After Intel, AMD Ryzen-powered Linux workstations are also getting the much-needed performance boost with version 4.10 of Linux Kernel. The new fix optimizes multithreading performance and focuses primarily on Turbo boost – adding the required efficiency for encoding files faster and making a snappier workstation.

Ryzen-Processor

The update offers better-multithreaded performance on CPUs where the Kernel identifies the cores correctly. It comes from three different commits, or changes to the code, which tweak the way the kernel identifies threads and physical cores to enable proper multithreading in the OS.

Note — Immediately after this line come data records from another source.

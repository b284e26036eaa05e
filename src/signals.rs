//! The signal map: which logical programmer signal lives on which physical port line, and which
//! of them exist at all for a given hardware variant.
//!
//! A `Config` is built once from a set of `Features` and a `PinMap`.  Building it validates that
//! every physical line has at most one owner.  `Config::new` is a `const fn`, so a configuration
//! held in a `const` is checked by the compiler and an invalid board never gets flashed.
use core::fmt;

use bitflags::bitflags;

use crate::shift::Timing;

/// Number of lines on the programmer port.
pub const PORT_WIDTH: u8 = 8;

/// A physical line on the programmer port, numbered from 0.
#[derive(Clone, Copy, Debug, PartialEq, Eq)]
#[cfg_attr(feature = "defmt", derive(defmt::Format))]
pub struct Line(pub u8);

impl Line {
    /// Bit of this line in a port-wide register such as the output-enable mask.
    pub const fn mask(self) -> u8 {
        1 << self.0
    }
}

#[derive(Clone, Copy, Debug, PartialEq, Eq)]
#[cfg_attr(feature = "defmt", derive(defmt::Format))]
pub enum Direction {
    Output,
    Input,
}

/// Logical signals of the programmer.  Most lines carry a different meaning per protocol; the
/// names follow JTAG where one exists.
#[derive(Clone, Copy, Debug, PartialEq, Eq)]
#[cfg_attr(feature = "defmt", derive(defmt::Format))]
pub enum Signal {
    /// JTAG TCK, AS/PS DCLK
    Tck,
    /// JTAG TDI, AS ASDI, PS DATA0
    Tdi,
    /// JTAG TMS, AS/PS nCONFIG
    Tms,
    /// JTAG TDO, AS/PS CONF_DONE
    Tdo,
    /// AS DATAOUT, PS nSTATUS
    Asdo,
    /// AS nCE
    Nce,
    /// AS nCS
    Ncs,
    /// Enable line of the JTAG level shifters
    JtagEn,
    /// Status LED / output enable
    OeLed,
}

impl Signal {
    pub const ALL: [Signal; 9] = [
        Signal::Tck,
        Signal::Tdi,
        Signal::Tms,
        Signal::Tdo,
        Signal::Asdo,
        Signal::Nce,
        Signal::Ncs,
        Signal::JtagEn,
        Signal::OeLed,
    ];

    pub const fn direction(self) -> Direction {
        match self {
            Signal::Tdo | Signal::Asdo => Direction::Input,
            _ => Direction::Output,
        }
    }

    pub const fn name(self) -> &'static str {
        match self {
            Signal::Tck => "TCK",
            Signal::Tdi => "TDI",
            Signal::Tms => "TMS",
            Signal::Tdo => "TDO",
            Signal::Asdo => "ASDO",
            Signal::Nce => "nCE",
            Signal::Ncs => "nCS",
            Signal::JtagEn => "JTAG_EN",
            Signal::OeLed => "OE_LED",
        }
    }
}

impl fmt::Display for Signal {
    fn fmt(&self, f: &mut fmt::Formatter<'_>) -> fmt::Result {
        f.write_str(self.name())
    }
}

bitflags! {
    /// Optional circuitry fitted to the programmer.
    #[derive(Clone, Copy, Debug, PartialEq, Eq)]
    pub struct Features: u8 {
        /// Active Serial: nCE, nCS and ASDO are wired.
        const AS_MODE = 1 << 0;
        /// Passive Serial: nSTATUS is wired to the ASDO line.
        const PS_MODE = 1 << 1;
        /// The output-enable / LED line is driven from bit 5 of the output state.
        const OE_LED = 1 << 2;
        /// Tri-state the programmer outputs while the programmer is disabled.
        const OUTPUT_ENABLE = 1 << 3;
    }
}

/// Physical placement of every signal.  The feature-gated signals may be left unwired.
#[derive(Clone, Copy, Debug, PartialEq, Eq)]
#[cfg_attr(feature = "defmt", derive(defmt::Format))]
pub struct PinMap {
    pub tck: Line,
    pub tdi: Line,
    pub tms: Line,
    pub tdo: Line,
    pub jtag_en: Line,
    pub asdo: Option<Line>,
    pub nce: Option<Line>,
    pub ncs: Option<Line>,
    pub oe_led: Option<Line>,
}

impl PinMap {
    /// Port A of the CY7C68013A "Lcsoft Mini Board".  JTAG_EN and the LED share PA0.
    pub const LCSOFT_MINI: PinMap = PinMap {
        tck: Line(3),
        tdi: Line(5),
        tms: Line(7),
        tdo: Line(6),
        jtag_en: Line(0),
        asdo: Some(Line(4)),
        nce: Some(Line(1)),
        ncs: Some(Line(2)),
        oe_led: Some(Line(0)),
    };

    const fn wired(&self, signal: Signal) -> Option<Line> {
        match signal {
            Signal::Tck => Some(self.tck),
            Signal::Tdi => Some(self.tdi),
            Signal::Tms => Some(self.tms),
            Signal::Tdo => Some(self.tdo),
            Signal::JtagEn => Some(self.jtag_en),
            Signal::Asdo => self.asdo,
            Signal::Nce => self.nce,
            Signal::Ncs => self.ncs,
            Signal::OeLed => self.oe_led,
        }
    }
}

/// Reasons a feature set and pin map cannot form a configuration.
#[derive(Clone, Copy, Debug, PartialEq, Eq)]
#[cfg_attr(feature = "defmt", derive(defmt::Format))]
pub enum ConfigError {
    /// An enabled feature needs a signal the pin map leaves unwired.
    MissingLine(Signal),
    /// The signal is placed beyond the width of the port.
    LineOutOfRange(Signal, Line),
    /// Both signals would own the same physical line.
    Conflict(Signal, Signal),
}

impl fmt::Display for ConfigError {
    fn fmt(&self, f: &mut fmt::Formatter<'_>) -> fmt::Result {
        match self {
            ConfigError::MissingLine(s) => write!(f, "{} is required by the enabled features but not wired", s),
            ConfigError::LineOutOfRange(s, l) => write!(f, "{} is placed on line {}, port is {} lines wide", s, l.0, PORT_WIDTH),
            ConfigError::Conflict(a, b) => write!(f, "{} and {} are placed on the same line", a, b),
        }
    }
}

/// A validated hardware variant: features, pin placement and clock timing.
#[derive(Clone, Copy, Debug, PartialEq, Eq)]
pub struct Config {
    features: Features,
    pins: PinMap,
    timing: Timing,
}

impl Config {
    /// The Lcsoft Mini Board with AS, PS and the LED fitted.
    pub const LCSOFT_MINI: Config = Config::new(
        Features::AS_MODE.union(Features::PS_MODE).union(Features::OE_LED),
        PinMap::LCSOFT_MINI,
    );

    /// Build a configuration, panicking if the pin map is invalid for `features`.  Use this in a
    /// `const` item to have the check done at compile time.
    pub const fn new(features: Features, pins: PinMap) -> Self {
        match Self::try_new(features, pins) {
            Ok(config) => config,
            Err(ConfigError::MissingLine(_)) => panic!("signal required by the enabled features is not wired"),
            Err(ConfigError::LineOutOfRange(..)) => panic!("signal placed beyond the port width"),
            Err(ConfigError::Conflict(..)) => panic!("two signals own the same line"),
        }
    }

    pub const fn try_new(features: Features, pins: PinMap) -> Result<Self, ConfigError> {
        if let Err(e) = validate(features, &pins) {
            return Err(e);
        }
        Ok(Config { features, pins, timing: Timing::FULL_SPEED })
    }

    /// Replace the clock timing.
    pub const fn with_timing(mut self, timing: Timing) -> Self {
        self.timing = timing;
        self
    }

    pub const fn features(&self) -> Features {
        self.features
    }

    pub const fn pins(&self) -> &PinMap {
        &self.pins
    }

    pub const fn timing(&self) -> Timing {
        self.timing
    }

    /// True if AS-mode circuitry is fitted, i.e. nCS exists and steers the feedback source.
    pub const fn has_as_mode(&self) -> bool {
        self.features.contains(Features::AS_MODE)
    }

    /// The line owned by `signal`, or `None` if the signal does not exist in this variant.
    /// JTAG_EN yields its line to the LED when both are placed on the same one.
    pub const fn line(&self, signal: Signal) -> Option<Line> {
        match signal {
            Signal::JtagEn => match self.present(Signal::OeLed) {
                Some(led) if led.0 == self.pins.jtag_en.0 => None,
                _ => Some(self.pins.jtag_en),
            },
            _ => self.present(signal),
        }
    }

    const fn present(&self, signal: Signal) -> Option<Line> {
        present(self.features, &self.pins, signal)
    }

    /// Lines that must be driven for every existing output signal.
    pub const fn output_mask(&self) -> u8 {
        self.mask_of(Direction::Output)
    }

    /// Lines read back from the target.
    pub const fn input_mask(&self) -> u8 {
        self.mask_of(Direction::Input)
    }

    /// Outputs every variant drives: TDI, TCK, TMS and the JTAG enable line.
    pub const fn jtag_mask(&self) -> u8 {
        self.pins.tdi.mask() | self.pins.tck.mask() | self.pins.tms.mask() | self.pins.jtag_en.mask()
    }

    const fn mask_of(&self, direction: Direction) -> u8 {
        let mut mask = 0;
        let mut i = 0;
        while i < Signal::ALL.len() {
            let signal = Signal::ALL[i];
            if signal.direction() as u8 == direction as u8 {
                if let Some(line) = self.line(signal) {
                    mask |= line.mask();
                }
            }
            i += 1;
        }
        mask
    }
}

#[cfg(feature = "defmt")]
impl defmt::Format for Config {
    fn format(&self, f: defmt::Formatter) {
        defmt::write!(
            f,
            "Config {{ features: {=u8:#x}, pins: {}, timing: {} }}",
            self.features.bits(),
            self.pins,
            self.timing,
        )
    }
}

/// Wired line of `signal` if the features bring it into existence.  Ownership is not resolved.
const fn present(features: Features, pins: &PinMap, signal: Signal) -> Option<Line> {
    if required(features, signal) {
        pins.wired(signal)
    } else {
        None
    }
}

const fn required(features: Features, signal: Signal) -> bool {
    match signal {
        Signal::Asdo => features.intersects(Features::AS_MODE.union(Features::PS_MODE)),
        Signal::Nce | Signal::Ncs => features.contains(Features::AS_MODE),
        Signal::OeLed => features.contains(Features::OE_LED),
        _ => true,
    }
}

const fn validate(features: Features, pins: &PinMap) -> Result<(), ConfigError> {
    let mut i = 0;
    while i < Signal::ALL.len() {
        let a = Signal::ALL[i];
        let line_a = match present(features, pins, a) {
            Some(line) => line,
            None if required(features, a) => return Err(ConfigError::MissingLine(a)),
            None => {
                i += 1;
                continue;
            }
        };
        if line_a.0 >= PORT_WIDTH {
            return Err(ConfigError::LineOutOfRange(a, line_a));
        }

        let mut j = i + 1;
        while j < Signal::ALL.len() {
            let b = Signal::ALL[j];
            if let Some(line_b) = present(features, pins, b) {
                // JTAG_EN is direction-only, the LED may take over its line
                let shared_enable = matches!(
                    (a, b),
                    (Signal::JtagEn, Signal::OeLed) | (Signal::OeLed, Signal::JtagEn)
                );
                if line_a.0 == line_b.0 && !shared_enable {
                    return Err(ConfigError::Conflict(a, b));
                }
            }
            j += 1;
        }
        i += 1;
    }
    Ok(())
}

#[cfg(test)]
mod tests {
    use super::*;
    use pretty_assertions::assert_eq;
    use test_case::test_case;

    const JTAG_ONLY: Config = Config::new(Features::empty(), PinMap::LCSOFT_MINI);

    #[test]
    fn lcsoft_masks() {
        let config = Config::LCSOFT_MINI;
        // PA0 LED, PA1 nCE, PA2 nCS, PA3 TCK, PA5 TDI, PA7 TMS
        assert_eq!(config.output_mask(), 0b1010_1111);
        // PA4 ASDO, PA6 TDO
        assert_eq!(config.input_mask(), 0b0101_0000);
        assert_eq!(config.jtag_mask(), 0b1010_1001);
    }

    #[test]
    fn jtag_only_masks() {
        assert_eq!(JTAG_ONLY.output_mask(), 0b1010_1001);
        assert_eq!(JTAG_ONLY.input_mask(), 0b0100_0000);
    }

    #[test]
    fn led_takes_over_jtag_enable_line() {
        let config = Config::LCSOFT_MINI;
        assert_eq!(config.line(Signal::OeLed), Some(Line(0)));
        assert_eq!(config.line(Signal::JtagEn), None);

        let without_led = Config::new(Features::AS_MODE, PinMap::LCSOFT_MINI);
        assert_eq!(without_led.line(Signal::OeLed), None);
        assert_eq!(without_led.line(Signal::JtagEn), Some(Line(0)));
    }

    #[test_case(Features::empty(), Signal::Asdo, None)]
    #[test_case(Features::PS_MODE, Signal::Asdo, Some(Line(4)))]
    #[test_case(Features::PS_MODE, Signal::Ncs, None)]
    #[test_case(Features::AS_MODE, Signal::Ncs, Some(Line(2)))]
    #[test_case(Features::AS_MODE, Signal::Nce, Some(Line(1)))]
    #[test_case(Features::AS_MODE, Signal::Asdo, Some(Line(4)))]
    #[test_case(Features::OE_LED, Signal::OeLed, Some(Line(0)))]
    fn existence_follows_features(features: Features, signal: Signal, expected: Option<Line>) {
        let config = Config::new(features, PinMap::LCSOFT_MINI);
        assert_eq!(config.line(signal), expected);
    }

    #[test]
    fn led_on_tms_line_is_rejected() {
        let pins = PinMap { oe_led: Some(Line(7)), ..PinMap::LCSOFT_MINI };
        assert_eq!(
            Config::try_new(Features::OE_LED, pins),
            Err(ConfigError::Conflict(Signal::Tms, Signal::OeLed))
        );
        // without the LED fitted the stray placement is harmless
        assert!(Config::try_new(Features::AS_MODE, pins).is_ok());
    }

    #[test]
    fn unwired_as_signal_is_rejected() {
        let pins = PinMap { ncs: None, ..PinMap::LCSOFT_MINI };
        assert_eq!(
            Config::try_new(Features::AS_MODE, pins),
            Err(ConfigError::MissingLine(Signal::Ncs))
        );
        assert!(Config::try_new(Features::PS_MODE, pins).is_ok());
    }

    #[test]
    fn line_beyond_port_is_rejected() {
        let pins = PinMap { tdo: Line(8), ..PinMap::LCSOFT_MINI };
        assert_eq!(
            Config::try_new(Features::empty(), pins),
            Err(ConfigError::LineOutOfRange(Signal::Tdo, Line(8)))
        );
    }

    #[test]
    fn input_sharing_output_line_is_rejected() {
        let pins = PinMap { tdo: Line(5), ..PinMap::LCSOFT_MINI };
        assert_eq!(
            Config::try_new(Features::empty(), pins),
            Err(ConfigError::Conflict(Signal::Tdi, Signal::Tdo))
        );
    }

    #[test]
    #[should_panic]
    fn new_panics_on_conflict() {
        let pins = PinMap { tck: Line(5), ..PinMap::LCSOFT_MINI };
        Config::new(Features::empty(), pins);
    }

    #[test]
    fn error_display() {
        let e = ConfigError::Conflict(Signal::Tms, Signal::OeLed);
        assert_eq!(e.to_string(), "TMS and OE_LED are placed on the same line");
    }
}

What changes In Ryzen With This Fix?

In January, a commit altered some code to fix multithreading in Bulldozer-based CPUs. The fix attempted to give each core its own identifier, while earlier code treated each thread as if it were its own core. While the fix worked, it created latency due to thread siblings not being paired correctly. It compromised efficiency as the threads had to go to an inconvenient core to fetch resources when an easier one was available,

However, a fix pushed in February reverted the code and reduced the latency. It assigned threads to the core that had a sibling — that is, a thread that uses the same resources — running on it.

But, Zen CPUs were still broken because it provided thread ID info differently. Fixing this, the latest update checks if the CPU belongs to the Zen architecture. Then, it divides the number of reported cores by the number of siblings per compute unit to get the exact number of cores. Finally, it enables Simultaneous Multithreading work with the threads to meet the performance standards.

Just like Intel’s top-end Kaby lake chipsets, it delivers much-improved multi-threaded performance, supporting quicker encoding and processing.